Recorded data:
=== Begin Enclosure ===
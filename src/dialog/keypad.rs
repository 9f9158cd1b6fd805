//! Numeric keypad sub-dialog.
//!
//! A 3x3 digit grid plus `0`/delete/done/cancel/reset/(max) controls, used
//! as a sub-dialog wherever a flow needs one exact integer from the user
//! (the pagination jump). The dialog manages its own lifecycle: it sends
//! its message on open and deletes it on either terminal button.

use crate::dialog::builder::MessageBuilder;
use crate::dialog::manager::MessageManager;
use crate::dialog::payload::{ActionRow, Button, ButtonStyle, Embed};
use crate::dialog::surface::ChatSurface;
use crate::errors::Result;
use futures::StreamExt;
use std::sync::Arc;
use tracing::instrument;

const DIGIT_PREFIX: &str = "keypad:digit:";
const DELETE_ID: &str = "keypad:delete";
const DONE_ID: &str = "keypad:done";
const CANCEL_ID: &str = "keypad:cancel";
const RESET_ID: &str = "keypad:reset";
const MAX_ID: &str = "keypad:max";

/// Optional inclusive bounds on the amount.
#[derive(Debug, Clone, Copy, Default)]
pub struct KeypadBounds {
    /// Smallest acceptable amount.
    pub min: Option<i64>,
    /// Largest acceptable amount; also enables the max shortcut button.
    pub max: Option<i64>,
}

/// The keypad dialog. `amount` accumulates decimal digits left to right;
/// the displayed amount and the internal one are always consistent after
/// any click resolves (render after mutate, never stale).
pub struct KeypadMessageManager {
    manager: MessageManager,
    title: String,
    amount: i64,
    bounds: KeypadBounds,
}

impl KeypadMessageManager {
    /// Sends the keypad message and returns the dialog ready to run.
    pub async fn open(
        surface: Arc<dyn ChatSurface>,
        title: &str,
        bounds: KeypadBounds,
    ) -> Result<Self> {
        let amount = initial_amount(bounds);
        let manager = MessageBuilder::new()
            .embed(render_embed(title, amount))
            .components(rows(bounds))
            .send(surface)
            .await?;
        Ok(Self {
            manager,
            title: title.to_string(),
            amount,
            bounds,
        })
    }

    /// Current amount.
    #[must_use]
    pub const fn amount(&self) -> i64 {
        self.amount
    }

    /// Runs the dialog until done or cancel. Returns the final amount, or
    /// `None` when cancelled (or the click stream closed).
    #[instrument(skip(self), fields(title = %self.title))]
    pub async fn run(mut self) -> Result<Option<i64>> {
        let surface = self.manager.surface();
        let mut clicks = surface.component_clicks(self.manager.message_id());

        while let Some(click) = clicks.next().await {
            let id = click.custom_id.as_str();
            if let Some(digit) = id.strip_prefix(DIGIT_PREFIX).and_then(|d| d.parse::<i64>().ok()) {
                self.try_set(self.amount * 10 + digit, &surface).await?;
            } else {
                match id {
                    DELETE_ID => {
                        // Floor division, so negative amounts shrink
                        // toward the minimum rather than jumping past 0.
                        self.try_set(self.amount.div_euclid(10), &surface).await?;
                    }
                    RESET_ID => {
                        self.amount = initial_amount(self.bounds);
                    }
                    MAX_ID => {
                        if let Some(max) = self.bounds.max {
                            self.amount = max;
                        }
                    }
                    DONE_ID => {
                        if let Some(min) = self.bounds.min {
                            if self.amount < min {
                                surface
                                    .notify(&format!("The amount must be at least {min}."))
                                    .await?;
                                self.render().await?;
                                continue;
                            }
                        }
                        let amount = self.amount;
                        self.manager.remove().await?;
                        return Ok(Some(amount));
                    }
                    CANCEL_ID => {
                        self.manager.remove().await?;
                        return Ok(None);
                    }
                    _ => {}
                }
            }
            // The embed always reflects the current amount, accepted or not.
            self.render().await?;
        }
        self.manager.remove().await?;
        Ok(None)
    }

    /// Applies a candidate amount if it stays within bounds; otherwise
    /// leaves the amount unchanged and posts a transient error.
    async fn try_set(&mut self, candidate: i64, surface: &Arc<dyn ChatSurface>) -> Result<()> {
        if let Some(max) = self.bounds.max {
            if candidate > max {
                surface
                    .notify(&format!("The amount must be at most {max}."))
                    .await?;
                return Ok(());
            }
        }
        if let Some(min) = self.bounds.min {
            if candidate < min {
                surface
                    .notify(&format!("The amount must be at least {min}."))
                    .await?;
                return Ok(());
            }
        }
        self.amount = candidate;
        Ok(())
    }

    async fn render(&mut self) -> Result<()> {
        self.manager.data_mut().embeds = vec![render_embed(&self.title, self.amount)];
        self.manager.update().await
    }
}

fn initial_amount(bounds: KeypadBounds) -> i64 {
    bounds.min.map_or(0, |min| min.min(0))
}

fn render_embed(title: &str, amount: i64) -> Embed {
    Embed::new().title(title).description(format!("`{amount}`"))
}

fn digit_button(digit: i64) -> Button {
    Button::new(format!("{DIGIT_PREFIX}{digit}"), digit.to_string()).style(ButtonStyle::Secondary)
}

fn rows(bounds: KeypadBounds) -> Vec<ActionRow> {
    let mut controls = vec![
        Button::new(DONE_ID, "Done").style(ButtonStyle::Success),
        Button::new(CANCEL_ID, "Cancel").style(ButtonStyle::Danger),
        Button::new(RESET_ID, "Reset").style(ButtonStyle::Secondary),
    ];
    if bounds.max.is_some() {
        controls.push(Button::new(MAX_ID, "Max"));
    }
    vec![
        ActionRow::buttons(vec![digit_button(1), digit_button(2), digit_button(3)]),
        ActionRow::buttons(vec![digit_button(4), digit_button(5), digit_button(6)]),
        ActionRow::buttons(vec![digit_button(7), digit_button(8), digit_button(9)]),
        ActionRow::buttons(vec![
            Button::new(DELETE_ID, "\u{232b}").style(ButtonStyle::Secondary),
            digit_button(0),
        ]),
        ActionRow::buttons(controls),
    ]
}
=== End Enclosure ===
ASSIGNED TASK: Every line above must appear again in your reply, exactly as written.

ANSWER BOX:
filename src/dialog/keypad.rs
repository 9f9158cd1b6fd805
//! Numeric keypad sub-dialog.
//!
//! A 3x3 digit grid plus `0`/delete/done/cancel/reset/(max) controls, used
//! as a sub-dialog wherever a flow needs one exact integer from the user
//! (the pagination jump). The dialog manages its own lifecycle: it sends
//! its message on open and deletes it on either terminal button.

use crate::dialog::builder::MessageBuilder;
use crate::dialog::manager::MessageManager;
use crate::dialog::payload::{ActionRow, Button, ButtonStyle, Embed};
use crate::dialog::surface::ChatSurface;
use crate::errors::Result;
use futures::StreamExt;
use std::sync::Arc;
use tracing::instrument;

const DIGIT_PREFIX: &str = "keypad:digit:";
const DELETE_ID: &str = "keypad:delete";
const DONE_ID: &str = "keypad:done";
const CANCEL_ID: &str = "keypad:cancel";
const RESET_ID: &str = "keypad:reset";
const MAX_ID: &str = "keypad:max";

/// Optional inclusive bounds on the amount.
#[derive(Debug, Clone, Copy, Default)]
pub struct KeypadBounds {
    /// Smallest acceptable amount.
    pub min: Option<i64>,
    /// Largest acceptable amount; also enables the max shortcut button.
    pub max: Option<i64>,
}

/// The keypad dialog. `amount` accumulates decimal digits left to right;
/// the displayed amount and the internal one are always consistent after
/// any click resolves (render after mutate, never stale).
pub struct KeypadMessageManager {
    manager: MessageManager,
    title: String,
    amount: i64,
    bounds: KeypadBounds,
}

impl KeypadMessageManager {
    /// Sends the keypad message and returns the dialog ready to run.
    pub async fn open(
        surface: Arc<dyn ChatSurface>,
        title: &str,
        bounds: KeypadBounds,
    ) -> Result<Self> {
        let amount = initial_amount(bounds);
        let manager = MessageBuilder::new()
            .embed(render_embed(title, amount))
            .components(rows(bounds))
            .send(surface)
            .await?;
        Ok(Self {
            manager,
            title: title.to_string(),
            amount,
            bounds,
        })
    }

    /// Current amount.
    #[must_use]
    pub const fn amount(&self) -> i64 {
        self.amount
    }

    /// Runs the dialog until done or cancel. Returns the final amount, or
    /// `None` when cancelled (or the click stream closed).
    #[instrument(skip(self), fields(title = %self.title))]
    pub async fn run(mut self) -> Result<Option<i64>> {
        let surface = self.manager.surface();
        let mut clicks = surface.component_clicks(self.manager.message_id());

        while let Some(click) = clicks.next().await {
            let id = click.custom_id.as_str();
            if let Some(digit) = id.strip_prefix(DIGIT_PREFIX).and_then(|d| d.parse::<i64>().ok()) {
                self.try_set(self.amount * 10 + digit, &surface).await?;
            } else {
                match id {
                    DELETE_ID => {
                        // Floor division, so negative amounts shrink
                        // toward the minimum rather than jumping past 0.
                        self.try_set(self.amount.div_euclid(10), &surface).await?;
                    }
                    RESET_ID => {
                        self.amount = initial_amount(self.bounds);
                    }
                    MAX_ID => {
                        if let Some(max) = self.bounds.max {
                            self.amount = max;
                        }
                    }
                    DONE_ID => {
                        if let Some(min) = self.bounds.min {
                            if self.amount < min {
                                surface
                                    .notify(&format!("The amount must be at least {min}."))
                                    .await?;
                                self.render().await?;
                                continue;
                            }
                        }
                        let amount = self.amount;
                        self.manager.remove().await?;
                        return Ok(Some(amount));
                    }
                    CANCEL_ID => {
                        self.manager.remove().await?;
                        return Ok(None);
                    }
                    _ => {}
                }
            }
            // The embed always reflects the current amount, accepted or not.
            self.render().await?;
        }
        self.manager.remove().await?;
        Ok(None)
    }

    /// Applies a candidate amount if it stays within bounds; otherwise
    /// leaves the amount unchanged and posts a transient error.
    async fn try_set(&mut self, candidate: i64, surface: &Arc<dyn ChatSurface>) -> Result<()> {
        if let Some(max) = self.bounds.max {
            if candidate > max {
                surface
                    .notify(&format!("The amount must be at most {max}."))
                    .await?;
                return Ok(());
            }
        }
        if let Some(min) = self.bounds.min {
            if candidate < min {
                surface
                    .notify(&format!("The amount must be at least {min}."))
                    .await?;
                return Ok(());
            }
        }
        self.amount = candidate;
        Ok(())
    }

    async fn render(&mut self) -> Result<()> {
        self.manager.data_mut().embeds = vec![render_embed(&self.title, self.amount)];
        self.manager.update().await
    }
}

fn initial_amount(bounds: KeypadBounds) -> i64 {
    bounds.min.map_or(0, |min| min.min(0))
}

fn render_embed(title: &str, amount: i64) -> Embed {
    Embed::new().title(title).description(format!("`{amount}`"))
}

fn digit_button(digit: i64) -> Button {
    Button::new(format!("{DIGIT_PREFIX}{digit}"), digit.to_string()).style(ButtonStyle::Secondary)
}

fn rows(bounds: KeypadBounds) -> Vec<ActionRow> {
    let mut controls = vec![
        Button::new(DONE_ID, "Done").style(ButtonStyle::Success),
        Button::new(CANCEL_ID, "Cancel").style(ButtonStyle::Danger),
        Button::new(RESET_ID, "Reset").style(ButtonStyle::Secondary),
    ];
    if bounds.max.is_some() {
        controls.push(Button::new(MAX_ID, "Max"));
    }
    vec![
        ActionRow::buttons(vec![digit_button(1), digit_button(2), digit_button(3)]),
        ActionRow::buttons(vec![digit_button(4), digit_button(5), digit_button(6)]),
        ActionRow::buttons(vec![digit_button(7), digit_button(8), digit_button(9)]),
        ActionRow::buttons(vec![
            Button::new(DELETE_ID, "\u{232b}").style(ButtonStyle::Secondary),
            digit_button(0),
        ]),
        ActionRow::buttons(controls),
    ]
}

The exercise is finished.